» EXERCISE INSTRUCTIONS: Return every line of the data exactly as it stands.

::: DATASET RECORDS :::

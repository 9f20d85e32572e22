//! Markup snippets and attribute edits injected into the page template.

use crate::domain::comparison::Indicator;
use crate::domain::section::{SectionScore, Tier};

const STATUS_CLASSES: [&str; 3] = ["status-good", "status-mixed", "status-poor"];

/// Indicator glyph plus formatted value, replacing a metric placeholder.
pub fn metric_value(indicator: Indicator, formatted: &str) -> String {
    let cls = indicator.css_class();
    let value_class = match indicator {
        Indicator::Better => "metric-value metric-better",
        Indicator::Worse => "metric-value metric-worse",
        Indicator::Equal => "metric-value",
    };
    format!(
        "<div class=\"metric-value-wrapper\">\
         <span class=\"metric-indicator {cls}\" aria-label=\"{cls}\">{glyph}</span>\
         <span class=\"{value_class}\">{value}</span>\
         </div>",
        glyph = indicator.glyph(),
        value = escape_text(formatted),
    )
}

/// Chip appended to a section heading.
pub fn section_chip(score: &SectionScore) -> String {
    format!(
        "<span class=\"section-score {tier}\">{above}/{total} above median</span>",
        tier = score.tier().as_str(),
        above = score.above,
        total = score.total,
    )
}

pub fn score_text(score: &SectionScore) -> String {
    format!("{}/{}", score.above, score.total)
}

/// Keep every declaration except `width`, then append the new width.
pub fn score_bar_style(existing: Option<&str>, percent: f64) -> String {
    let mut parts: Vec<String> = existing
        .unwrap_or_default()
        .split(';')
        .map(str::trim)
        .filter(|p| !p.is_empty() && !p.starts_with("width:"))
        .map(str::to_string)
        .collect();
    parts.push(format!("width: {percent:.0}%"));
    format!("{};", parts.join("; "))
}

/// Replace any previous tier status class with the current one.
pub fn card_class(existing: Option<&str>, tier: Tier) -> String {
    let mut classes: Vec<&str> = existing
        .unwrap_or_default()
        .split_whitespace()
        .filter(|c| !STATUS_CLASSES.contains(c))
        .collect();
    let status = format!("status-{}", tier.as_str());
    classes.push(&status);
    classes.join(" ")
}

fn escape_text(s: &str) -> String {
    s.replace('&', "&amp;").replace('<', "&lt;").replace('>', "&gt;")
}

:::

» REPLY TO THE TASK:
repository 9f20d85e32572e22
//! Markup snippets and attribute edits injected into the page template.

use crate::domain::comparison::Indicator;
use crate::domain::section::{SectionScore, Tier};

const STATUS_CLASSES: [&str; 3] = ["status-good", "status-mixed", "status-poor"];

/// Indicator glyph plus formatted value, replacing a metric placeholder.
pub fn metric_value(indicator: Indicator, formatted: &str) -> String {
    let cls = indicator.css_class();
    let value_class = match indicator {
        Indicator::Better => "metric-value metric-better",
        Indicator::Worse => "metric-value metric-worse",
        Indicator::Equal => "metric-value",
    };
    format!(
        "<div class=\"metric-value-wrapper\">\
         <span class=\"metric-indicator {cls}\" aria-label=\"{cls}\">{glyph}</span>\
         <span class=\"{value_class}\">{value}</span>\
         </div>",
        glyph = indicator.glyph(),
        value = escape_text(formatted),
    )
}

/// Chip appended to a section heading.
pub fn section_chip(score: &SectionScore) -> String {
    format!(
        "<span class=\"section-score {tier}\">{above}/{total} above median</span>",
        tier = score.tier().as_str(),
        above = score.above,
        total = score.total,
    )
}

pub fn score_text(score: &SectionScore) -> String {
    format!("{}/{}", score.above, score.total)
}

/// Keep every declaration except `width`, then append the new width.
pub fn score_bar_style(existing: Option<&str>, percent: f64) -> String {
    let mut parts: Vec<String> = existing
        .unwrap_or_default()
        .split(';')
        .map(str::trim)
        .filter(|p| !p.is_empty() && !p.starts_with("width:"))
        .map(str::to_string)
        .collect();
    parts.push(format!("width: {percent:.0}%"));
    format!("{};", parts.join("; "))
}

/// Replace any previous tier status class with the current one.
pub fn card_class(existing: Option<&str>, tier: Tier) -> String {
    let mut classes: Vec<&str> = existing
        .unwrap_or_default()
        .split_whitespace()
        .filter(|c| !STATUS_CLASSES.contains(c))
        .collect();
    let status = format!("status-{}", tier.as_str());
    classes.push(&status);
    classes.join(" ")
}

fn escape_text(s: &str) -> String {
    s.replace('&', "&amp;").replace('<', "&lt;").replace('>', "&gt;")
}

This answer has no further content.